The film uses some explicit therapy language. The host at one point asks if Dani has ever felt held the way his community holds him. I’m just back from an extensive visit to China where I demonstrated some basic therapy skills to psychotherapists. Many of the activities going on around the commune seemed familiar, because I led them myself in various counseling centers and universities. They’re all about empathic connections, at a pre-cognitive, embodied level.

In one, we pair off and stand facing a partner. We hold up our hands and touch, palm-to-palm. For much longer than is natural or comfortable, we just stand together that way and do whatever is natural. For sensitive people committed to the empathic connection, this had powerful results. It stirred emotions and forged connections.

It’s easy to overanalyze a film. But all this stuff is right out in the open for you to see, and the filmmakers show you pretty boldly that they’re not being subtle with their meanings or symbolism.
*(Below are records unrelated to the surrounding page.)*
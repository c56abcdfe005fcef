use std::path::Path;

use image::{ImageFormat, RgbImage};
use ndarray::Array2;

use crate::consts::{LUMINANCE_B, LUMINANCE_G, LUMINANCE_R};
use crate::error::{RefscaleError, Result};
use crate::frame::Frame;

/// A photo loaded for detection: the colour image for drawing on, and its
/// grayscale version for the detector.
pub struct Photo {
    pub rgb: RgbImage,
    pub gray: Frame,
}

/// Load an image file as 8-bit RGB plus a BT.601 grayscale frame.
pub fn load_photo(path: &Path) -> Result<Photo> {
    let rgb = image::open(path)?.to_rgb8();
    let (w, h) = rgb.dimensions();
    if w == 0 || h == 0 {
        return Err(RefscaleError::InvalidDimensions {
            width: w,
            height: h,
        });
    }
    let gray = rgb_to_gray(&rgb);
    Ok(Photo { rgb, gray })
}

/// Convert RGB to grayscale with ITU-R BT.601 weights.
pub fn rgb_to_gray(rgb: &RgbImage) -> Frame {
    let (w, h) = rgb.dimensions();
    let mut data = Array2::<f32>::zeros((h as usize, w as usize));

    for (col, row, pixel) in rgb.enumerate_pixels() {
        let [r, g, b] = pixel.0;
        let luma = LUMINANCE_R * r as f32 + LUMINANCE_G * g as f32 + LUMINANCE_B * b as f32;
        data[[row as usize, col as usize]] = luma / 255.0;
    }

    Frame::new(data)
}

/// Save an RGB image as PNG.
pub fn save_png(rgb: &RgbImage, path: &Path) -> Result<()> {
    rgb.save_with_format(path, ImageFormat::Png)?;
    Ok(())
}

/// Save an RGB image, choosing the format from the file extension.
pub fn save_image(rgb: &RgbImage, path: &Path) -> Result<()> {
    match path.extension().and_then(|e| e.to_str()) {
        Some("png") | None => save_png(rgb, path),
        Some(_) => {
            rgb.save(path)?;
            Ok(())
        }
    }
}
/// The screen currently shown in the window. Exactly one is active.
#[derive(Clone, Copy, Debug, Default, PartialEq, Eq)]
pub enum View {
    #[default]
    Menu,
    CircleSizing,
    CoinReference,
    Detection,
}

impl View {
    /// Window title for this screen.
    pub fn title(self) -> &'static str {
        match self {
            View::Menu => "Main Menu",
            View::CircleSizing => "Circle Sizing",
            View::CoinReference => "Coin Reference",
            View::Detection => "Circle Detection",
        }
    }

    /// Where the "Return to Menu" button leads.
    pub fn back(self) -> View {
        View::Menu
    }
}

#[cfg(test)]
mod tests {
    use super::*;

    #[test]
    fn starts_on_menu() {
        assert_eq!(View::default(), View::Menu);
        assert_eq!(View::default().title(), "Main Menu");
    }

    #[test]
    fn titles_are_distinct() {
        let views = [
            View::Menu,
            View::CircleSizing,
            View::CoinReference,
            View::Detection,
        ];
        for (i, a) in views.iter().enumerate() {
            for b in &views[i + 1..] {
                assert_ne!(a.title(), b.title());
            }
        }
    }

    #[test]
    fn every_screen_returns_to_menu() {
        assert_eq!(View::CircleSizing.back(), View::Menu);
        assert_eq!(View::CoinReference.back(), View::Menu);
        assert_eq!(View::Detection.back(), View::Menu);
    }
}
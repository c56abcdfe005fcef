use std::sync::mpsc;

use image::RgbImage;
use refscale_core::config::AppConfig;

use crate::convert::rgb_to_color_image;
use crate::messages::{WorkerCommand, WorkerResult};
use crate::panels;
use crate::states::{CoinState, DetectState, SizingState, UIState, View};
use crate::workers;

pub struct RefscaleApp {
    pub cmd_tx: mpsc::Sender<WorkerCommand>,
    pub result_tx: mpsc::Sender<WorkerResult>,
    pub result_rx: mpsc::Receiver<WorkerResult>,
    pub view: View,
    /// View whose title the window currently carries.
    titled_view: View,
    pub config: AppConfig,
    pub ui_state: UIState,
    pub sizing: SizingState,
    pub coins: CoinState,
    pub detect: DetectState,
    pub show_about: bool,
}

impl RefscaleApp {
    pub fn new(ctx: &egui::Context) -> std::io::Result<Self> {
        let (result_tx, result_rx) = mpsc::channel();
        let cmd_tx = workers::spawn_worker(result_tx.clone(), ctx.clone())?;
        let config = AppConfig::default();
        let mut sizing = SizingState::default();
        sizing.reset(&config.display);

        Ok(Self {
            cmd_tx,
            result_tx,
            result_rx,
            view: View::default(),
            titled_view: View::default(),
            config,
            ui_state: UIState::default(),
            sizing,
            coins: CoinState::default(),
            detect: DetectState::default(),
            show_about: false,
        })
    }

    pub fn set_view(&mut self, view: View) {
        self.view = view;
    }

    /// Drain all pending results from the worker.
    fn poll_results(&mut self, ctx: &egui::Context) {
        while let Ok(result) = self.result_rx.try_recv() {
            match result {
                WorkerResult::PhotoChosen { path } => {
                    self.start_detection(path);
                }
                WorkerResult::DetectionComplete {
                    path,
                    report,
                    annotated,
                    elapsed,
                } => {
                    self.ui_state.busy = false;
                    self.ui_state.add_log(format!(
                        "{}: {} candidates, {} near center ({})",
                        path.display(),
                        report.candidates.len(),
                        report.kept.len(),
                        format_duration(elapsed)
                    ));
                    self.update_preview_texture(ctx, &annotated);
                    self.detect.status = Some(if report.kept.is_empty() {
                        "No circles detected".to_string()
                    } else {
                        format!("{} circle(s) near the center", report.kept.len())
                    });
                    self.detect.path = Some(path);
                    self.detect.report = Some(report);
                }
                WorkerResult::ImageSaved { path } => {
                    self.ui_state.add_log(format!("Saved: {}", path.display()));
                }
                WorkerResult::ConfigImported { config } => {
                    self.config = config;
                    self.sizing.reset(&self.config.display);
                    self.ui_state.add_log("Config imported".into());
                }
                WorkerResult::DetectionFailed { message } => {
                    self.ui_state.report_error(&message, true);
                    self.detect.status = Some("Detection failed".into());
                }
                WorkerResult::Error { message } => {
                    self.ui_state.report_error(&message, false);
                }
                WorkerResult::Log { message } => {
                    self.ui_state.add_log(message);
                }
            }
        }
    }

    fn update_preview_texture(&mut self, ctx: &egui::Context, rgb: &RgbImage) {
        let image = rgb_to_color_image(rgb);
        let texture = ctx.load_texture("detection", image, egui::TextureOptions::LINEAR);
        self.detect.texture = Some(texture);
    }

    /// Run detection on `path` with the current detection settings.
    pub fn start_detection(&mut self, path: std::path::PathBuf) {
        if let Err(e) = self.config.detection.validate() {
            self.ui_state.add_log(format!("ERROR: {e}"));
            return;
        }
        self.ui_state.busy = true;
        self.detect.status = Some("Detecting...".into());
        self.send_command(WorkerCommand::Detect {
            path,
            config: self.config.detection.clone(),
        });
    }

    pub fn send_command(&self, cmd: WorkerCommand) {
        let _ = self.cmd_tx.send(cmd);
    }

    fn sync_title(&mut self, ctx: &egui::Context) {
        if self.titled_view != self.view {
            ctx.send_viewport_cmd(egui::ViewportCommand::Title(self.view.title().into()));
            self.titled_view = self.view;
        }
    }
}

impl eframe::App for RefscaleApp {
    fn update(&mut self, ctx: &egui::Context, _frame: &mut eframe::Frame) {
        self.poll_results(ctx);

        panels::menu_bar::show(ctx, self);
        // The sizing canvas keeps the full height for the circle.
        if self.view != View::CircleSizing {
            panels::status::show(ctx, self);
        }
        match self.view {
            View::Menu => panels::menu::show(ctx, self),
            View::CircleSizing => panels::sizing::show(ctx, self),
            View::CoinReference => panels::coins::show(ctx, self),
            View::Detection => panels::detect::show(ctx, self),
        }
        self.sync_title(ctx);

        // About dialog
        if self.show_about {
            egui::Window::new("About RefScale")
                .collapsible(false)
                .resizable(false)
                .anchor(egui::Align2::CENTER_CENTER, [0.0, 0.0])
                .show(ctx, |ui| {
                    ui.vertical_centered(|ui| {
                        ui.heading("RefScale");
                        ui.label("True-size reference circles and circle detection");
                        ui.add_space(8.0);
                        ui.label(format!("Version {}", env!("CARGO_PKG_VERSION")));
                        ui.add_space(8.0);
                        if ui.button("Close").clicked() {
                            self.show_about = false;
                        }
                    });
                });
        }
    }
}

fn format_duration(d: std::time::Duration) -> String {
    let secs = d.as_secs_f32();
    if secs < 1.0 {
        format!("{:.0}ms", d.as_millis())
    } else {
        format!("{secs:.1}s")
    }
}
It’s all right out there in the open.

So, I left with some strange feelings. Obviously some of the elements are horrifying. I won’t be explicit because the film totally is. At the same time, though, I loved the empathy Dani received. It was beautiful and heroic. I found myself really loving these villagers. For all their dangerousness, they were considerate, carefully ethical, and caring in the extreme. I cried at the end because the empathic connections were so beautiful, despite the disturbing nature of that closing scene. I wouldn’t mind living in this remote place, living simply, loving people dearly and just being together. It’s not impossible to rationalize a few murders every 90 years for the joys of so beautiful a life.